An interesting book has been written by William J. Fielding
titled “Strange Customs of Courtship and Marriage.” In it is a chapter titled
“Modern Survivals of Ancient Customs,” which describes some of the traditions
that still exist.
Fielding states that marriage has passed through three
general stages, each of which has contributed its share to “modern” marriage
practices. There have been (a) marriage by capture or force, (b) marriage by
purchase or contract, and (c) marriage by mutual consent and love.
The attendance of bridesmaids at a wedding has its
historical origin in marriage by capture or force.
Anciently, the groom and his attendants had to seize or
capture a bride, and she therefore needed attendants to protect her from her
impending fate. There was a real or simulated struggle by the bride and her
party to resist the groom and his endeavors.
Even in many contemporary ceremonies there seems to be a
conspiracy to keep the bride and groom apart until they meet at the alter.
Carrying the bride across the threshold also symbolizes marriage by capture.
Marriage by purchase or contract is represented in the
tradition where the bride is often “given away” by someone, usually her father,
and frequently the officiator asks if anyone objects to the exchange. The
diamond ring has taken the place of the bride price, a gift given to the family
in exchange for their daughter.
A large “hope chest” or trousseau has replaced the dowry
which originally was a substantial gift or sum of money a family gave the groom
as a tactful way to compensate him and his family for the bride price.
The meaning of the word “wedding” is also linked to wedding
by purchase. When wives were something one bought or purchased, the “wed” was
the money or its equivalent, the bride price, which the groom gave to her
father to seal the transaction. The “wed” thereby became a security furnished
by the groom from his family which was paid to the parents of the bride. Thus
originated the term “wedding” or “pledging the troth” of the bride by the man
who secured her by purchase.
The ring finger also has an ancient origin. According to
Fielding, the right hand was once the symbol of power and authority while the
left hand symbolized subjection. The particular finger upon which the wedding
ring is worn – the fourth – also has special significance. It was once believed
that a certain vein or nerve in the fourth finger on the left hand ran directly
to the time-honored seat of affection – the heart. While it is now known to be
an anatomical fallacy, many women would consider themselves less than married
if they wore their wedding ring on any other finger.

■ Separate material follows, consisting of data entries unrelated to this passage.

use std::path::PathBuf;
use std::sync::Arc;
use std::time::Duration;

use anyhow::{Context, Result};
use clap::Parser;
use tracing::info;
use tracing_subscriber::EnvFilter;

use rankings_common::{Config, JobsConfig, SourceId, Week};
use rankings_ingest::{BrowserlessFetcher, IngestPipeline, OpenAiInference, RankExtractor};
use rankings_store::PgRankStore;

#[derive(Parser)]
#[command(name = "ingest", about = "Scrape and extract this week's power rankings")]
struct Cli {
    /// Path to the jobs TOML file (overrides RANKINGS_CONFIG)
    #[arg(long)]
    config: Option<PathBuf>,

    /// Week to record, overriding the config file
    #[arg(long)]
    week: Option<i32>,

    /// Only run the job for this source id
    #[arg(long)]
    source: Option<i32>,
}

#[tokio::main]
async fn main() -> Result<()> {
    tracing_subscriber::fmt()
        .with_env_filter(EnvFilter::from_default_env().add_directive("rankings=info".parse()?))
        .init();

    info!("Rankings ingest starting...");

    let cli = Cli::parse();
    let config = Config::ingest_from_env()?;
    config.log_redacted();

    let config_path = cli.config.unwrap_or_else(|| config.jobs_config_path.clone());
    let mut jobs = JobsConfig::load(&config_path)
        .with_context(|| format!("Loading jobs from {}", config_path.display()))?;
    if let Some(week) = cli.week {
        jobs.week = Week(week);
    }
    if let Some(source) = cli.source {
        jobs.jobs.retain(|j| j.source_id == SourceId(source));
        anyhow::ensure!(!jobs.jobs.is_empty(), "No job configured for source {source}");
    }

    let store = PgRankStore::connect(&config.database_url).await?;
    store.migrate().await?;

    let fetcher = BrowserlessFetcher::new(
        &config.browserless_url,
        config.browserless_token.as_deref(),
        Duration::from_secs(jobs.fetch.timeout_secs),
    )?;
    let inference = OpenAiInference::new(
        &config.openai_api_key,
        &jobs.model,
        Duration::from_secs(jobs.fetch.inference_timeout_secs),
    );

    let pipeline = IngestPipeline::new(
        Arc::new(fetcher),
        RankExtractor::new(Box::new(inference)),
        Arc::new(store),
        jobs.fetch.max_chars,
    );

    let summary = pipeline.run_batch(&jobs).await;
    info!("{summary}");

    Ok(())
}
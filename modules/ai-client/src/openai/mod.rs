mod client;
pub(crate) mod schema;
pub(crate) mod types;

pub use schema::StructuredOutput;

use std::time::Duration;

use tracing::debug;

use crate::error::{AiError, Result};
use crate::util::strip_code_blocks;
use client::{OpenAiClient, OPENAI_API_URL};

const DEFAULT_TIMEOUT: Duration = Duration::from_secs(120);

// =============================================================================
// OpenAi Agent
// =============================================================================

#[derive(Clone)]
pub struct OpenAi {
    api_key: String,
    pub(crate) model: String,
    base_url: Option<String>,
    timeout: Duration,
}

impl OpenAi {
    pub fn new(api_key: impl Into<String>, model: impl Into<String>) -> Self {
        Self {
            api_key: api_key.into(),
            model: model.into(),
            base_url: None,
            timeout: DEFAULT_TIMEOUT,
        }
    }

    pub fn from_env(model: impl Into<String>) -> Result<Self> {
        let api_key = std::env::var("OPENAI_API_KEY")
            .map_err(|_| AiError::Config("OPENAI_API_KEY environment variable not set".into()))?;
        Ok(Self::new(api_key, model))
    }

    pub fn with_base_url(mut self, url: impl Into<String>) -> Self {
        self.base_url = Some(url.into());
        self
    }

    /// Upper bound on a single request, connect through last body byte.
    pub fn with_timeout(mut self, timeout: Duration) -> Self {
        self.timeout = timeout;
        self
    }

    pub fn model(&self) -> &str {
        &self.model
    }

    fn client(&self) -> Result<OpenAiClient> {
        OpenAiClient::new(
            &self.api_key,
            self.base_url.as_deref().unwrap_or(OPENAI_API_URL),
            self.timeout,
        )
    }

    /// Type-safe structured output extraction under a strict schema.
    ///
    /// The schema is derived from `T`; the answer must deserialize into `T`
    /// or the call fails with [`AiError::Parse`]. No retry.
    pub async fn extract<T: StructuredOutput>(
        &self,
        schema_name: &str,
        system_prompt: impl Into<String>,
        user_prompt: impl Into<String>,
    ) -> Result<T> {
        let json_str = self
            .structured_output(schema_name, system_prompt, user_prompt, T::openai_schema())
            .await?;

        serde_json::from_str(strip_code_blocks(&json_str))
            .map_err(|e| AiError::Parse(format!("Failed to deserialize response: {e}")))
    }

    /// Structured output with a caller-supplied schema. Returns the raw JSON text.
    pub async fn structured_output(
        &self,
        schema_name: &str,
        system_prompt: impl Into<String>,
        user_prompt: impl Into<String>,
        schema: serde_json::Value,
    ) -> Result<String> {
        let request = self.structured_request(schema_name, system_prompt, user_prompt, schema);
        debug!(model = %self.model, schema_name, "Sending structured output request");
        self.client()?.structured_output(&request).await
    }

    fn structured_request(
        &self,
        schema_name: &str,
        system_prompt: impl Into<String>,
        user_prompt: impl Into<String>,
        schema: serde_json::Value,
    ) -> types::StructuredRequest {
        types::StructuredRequest {
            model: self.model.clone(),
            messages: vec![
                types::WireMessage::system(system_prompt),
                types::WireMessage::user(user_prompt),
            ],
            temperature: types::supports_temperature(&self.model).then_some(0.0),
            response_format: types::ResponseFormat {
                format_type: "json_schema".to_string(),
                json_schema: types::JsonSchemaFormat {
                    name: schema_name.to_string(),
                    strict: true,
                    schema,
                },
            },
        }
    }
}
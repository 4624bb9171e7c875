pub mod approval;
pub mod referee;

pub use approval::ApprovalGate;
pub use referee::{median, Referee, RefereeReport, MIN_GROUP_SIZE, OUTLIER_DISTANCE};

As a matter of record, fingers on both hands have been used
for wedding rings. In fact women during the Elizabethan period in England wore
their wedding rings on their thumbs.
The honeymoon is also considered to be a relic of marriage
by capture when it was necessary for the groom to remain in hiding with his
bride until the search for her was given up. The word “honeymoon” is derived
from a northern European tradition where newly married couples would drink meth
Eglin or mead (wine made from honey) for a month after the marriage. Thus we
have the combination of “honey” and “month” or moon.
As marriage by romance commenced it was often still
necessary for a bride and groom to remain in hiding awhile until parental wrath
cooled down and forgiveness was extended.
The shivaree was introduced into America by the French in
Canada and Louisiana. The shivaree was the sport of harassing and often
separating the newly married couple on their wedding night. In rural France,
the custom of charivari was practiced where married couples, particularly those
of the lower-class peasantry were serenaded or there were boisterous pranks
such as beating tin-pans and kettles outside the couple’s bedroom along with
other miscellaneous noises and cat calls.
The contemporary version of the American shivaree has
evolved into playful pranks such as painting the car, or putting smoke bombs in
it. Or the bride may occasionally be separated from the groom, necessitating
that he recapture her.
The blue garter probably originated from the old couplet
that a bride should wear or have “something old and something new, something
borrowed and something blue.” The ancient Israelite brides wore a “ribband of
blue” on the shoulders of their fringed dresses, since blue represented a color of
purity, love, and fidelity among the Israelite people.